12 "Grant" means, individually or collectively, a grant under the
Plan of Stock Options and Performance Shares and the grant made under the
Directors' Long-Term Incentive Plan referred to in Section 1.4 herein.
13 "Grant Agreement" means an agreement entered into by each
Participant and the Company, setting forth the terms and provisions applicable
to a Grant made to a Participant under the Plan.
14 "Insider" means an Employee who is, on the relevant date, an
officer, director or ten percent (10%) beneficial owner of the common stock of
the Company, as defined under Section 16 of the Exchange Act.
15 "Option or "Stock Option" means an option to purchase Shares,
granted under Article 6 herein.
16 "Option Price" means the price at which a Share may be purchased
by a Participant pursuant to an Option, set forth in the Grant Agreement.
17 "Participant" means any person who is elected or appointed to
the Board of Directors of the Company and who is not an Employee.
18 "Performance Period" means the time period during which
performance goals must be met.
19 "Performance Share" means a Grant made to a Participant, as
described in Article 7 herein.
20 "Person" shall have the meaning ascribed to such term in
Section 3(a)(9) of the Exchange Act, as used in Sections 13(d) and 14(d) thereof
including usage in the definition of a "group" in Section 13(d) thereof.

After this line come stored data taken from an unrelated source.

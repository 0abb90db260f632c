use super::{
    deserialise_top, deserialise_trade, parse_preamble, RecordHeader, TickbinMeta,
    RECORD_HEADER_LEN,
};
use crate::{error::DataError, market_data::MarketData, replay::TickFileReader,
    subscription::MdStream};
use apex_integration::time::Time;
use memmap2::Mmap;
use std::{fs::File, path::Path, sync::Arc};
use tracing::{debug, info};

enum Decoder {
    Level1,
    AggTrade,
}

/// Memory-mapped reader over one tickbin file, exposing the tick-file event-source contract.
///
/// `consume_next_event` deserialises the next record and applies it to the bound
/// [`MarketData`]; `wind_forward` skips records without applying them.
pub struct TickbinReader {
    mmap: Mmap,
    offset: usize,
    decoder: Decoder,
    meta: TickbinMeta,
    market: Arc<MarketData>,
}

impl std::fmt::Debug for TickbinReader {
    fn fmt(&self, f: &mut std::fmt::Formatter<'_>) -> std::fmt::Result {
        f.debug_struct("TickbinReader")
            .field("offset", &self.offset)
            .field("len", &self.mmap.len())
            .field("meta", &self.meta)
            .finish()
    }
}

impl TickbinReader {
    pub fn open(
        path: &Path,
        market: Arc<MarketData>,
        stream: MdStream,
    ) -> Result<Self, DataError> {
        if !path.is_file() {
            return Err(DataError::FileNotFound(path.to_path_buf()));
        }

        info!(path = %path.display(), "reading tickbin file");
        let file = File::open(path)?;
        // Safety: the capture files are append-only and never truncated while mapped.
        let mmap = unsafe { Mmap::map(&file)? };

        let (preamble_len, meta) = parse_preamble(&mmap)?;

        let decoder = match stream {
            MdStream::L1 => Decoder::Level1,
            MdStream::AggTrades | MdStream::Trades => Decoder::AggTrade,
            other => {
                return Err(DataError::UnsupportedStream {
                    format: "tickbin1".into(),
                    stream: other.to_string(),
                })
            }
        };

        Ok(Self {
            mmap,
            offset: preamble_len,
            decoder,
            meta,
            market,
        })
    }

    pub fn meta(&self) -> &TickbinMeta {
        &self.meta
    }

    fn peek_header(&self) -> Option<RecordHeader> {
        let remaining = self.mmap.len() - self.offset;
        if remaining < RECORD_HEADER_LEN {
            return None;
        }

        let header = RecordHeader::decode(&self.mmap[self.offset..]).ok()?;
        if (header.size as usize) < RECORD_HEADER_LEN || remaining < header.size as usize {
            return None;
        }
        Some(header)
    }

    fn advance(&mut self, apply: bool) {
        let Some(header) = self.peek_header() else {
            return;
        };

        let record = &self.mmap[self.offset..self.offset + header.size as usize];
        if apply {
            match self.decoder {
                Decoder::Level1 => {
                    if let Ok((_, tick)) = deserialise_top(record) {
                        self.market.apply_top(&tick);
                    }
                }
                Decoder::AggTrade => {
                    if let Ok((_, tick)) = deserialise_trade(record) {
                        self.market.apply_trade(tick);
                    }
                }
            }
        }

        self.offset += header.size as usize;
    }
}

impl TickFileReader for TickbinReader {
    fn wind_forward(&mut self, upto: Time) {
        let mut consumed = 0u64;
        while self
            .peek_header()
            .is_some_and(|header| header.capture_time() < upto)
        {
            self.advance(false);
            consumed += 1;
        }

        debug!(
            consumed,
            next_event_time = %self.next_event_time(),
            seek = %upto,
            "wind-forward complete"
        );
    }

    fn has_next_event(&self) -> bool {
        self.peek_header().is_some()
    }

    fn next_event_time(&self) -> Time {
        self.peek_header()
            .map(|header| header.capture_time())
            .unwrap_or_else(Time::zero)
    }

    fn consume_next_event(&mut self) {
        self.advance(true);
    }
}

21 "Plan Year" means the period commencing on the Effective Date of
the Plan and ending the next following December 31 and thereafter the calendar
year.
3
22 "Retirement" means resignation from the Board upon reaching
retirement age, or otherwise resigning or not standing for reelection with the
approval of the Board.
23 "Shares" means the shares of common stock of the Company,
without par value.
24 "Subsidiary" means any corporation that is a "subsidiary
corporation" of the Company as that term is defined in Section 424(f) of the
Code.
3. Administration
1 The Committee. The Plan shall be administered by a committee (the
"Committee") appointed by the Board consisting of not less than three persons
who are not eligible to participate in the Plan. The members of the Committee
shall be appointed from time to time by, and shall serve at the discretion of,
the Board of Directors. Members of the Committee need not be members of the
Board.
2 Authority of the Committee. The Committee shall have full power
except as limited by law, the Articles of Incorporation and the Bylaws of the
Company, subject to such other restricting limitations or directions as may be
imposed by the Board and subject to the provisions herein, to construe and
interpret the Plan and any agreement or instrument entered into under the Plan
and to establish, amend or waive rules and regulations for the Plan's
administration. Further, the Committee shall make all other determinations which
may be necessary or advisable for the administration of the Plan. As permitted
by law, the Committee may delegate its authorities as identified hereunder.
3 Decisions Binding. All determinations and decisions made by the
Committee pursuant to the provisions of the Plan and all related orders or
resolutions of the Board shall be final, conclusive and binding on all persons,
including the Company, its shareholders, the Participants and their estates and
beneficiaries.
4 Costs. The Company shall pay all costs of administration of the
Plan.
4. Shares Subject to the Plan
1 Number of Shares. Subject to Section 4.2 herein, the maximum
number of Shares available for grant under the Plan shall be one hundred fifty
thousand (150,000). Shares underlying lapsed or forfeited grants may be reused
for other grants. Shares may be (i) authorized but unissued shares of common
stock or (ii) shares purchased on the open market.
4
2 Adjustments in Authorized Shares. In the event of any merger,
reorganization, consolidation, recapitalization, separation, liquidation, stock
dividend, split-up, share combination or other change in the corporate structure
of the Company affecting the Shares, such adjustment shall be made in the number
and class of Shares which may be delivered under the Plan, and in the number and
class of and/or price of Shares subject to outstanding Grants made under the
Plan, as may be determined to be appropriate and equitable by the Committee, in
its sole discretion, to prevent dilution or enlargement of rights; provided,
however, that the number of Shares subject to any Grant shall always be a whole
number.
5. Eligibility and Participation
Persons eligible to participate in the Plan are any persons elected or
appointed to the Board of Directors of the Company, who are not Employees.
6. Stock Options
1 Grant of Options. On the first business day after the
Effective Date and on each January 2nd thereafter (or on the first business day
thereafter if January 2nd is not a business day), 725 Options shall be granted
to each Participant.
2 Option Grant Agreement. Each Option grant shall be evidenced by
an Option Grant Agreement that shall specify the Option Price, the duration of
the Option, the number of Shares to which the Option pertains and the Exercise
Period.
3 Option Price. The Option Price for each Option grant under the
Plan shall be the Fair Market Value of a Share on the date of grant.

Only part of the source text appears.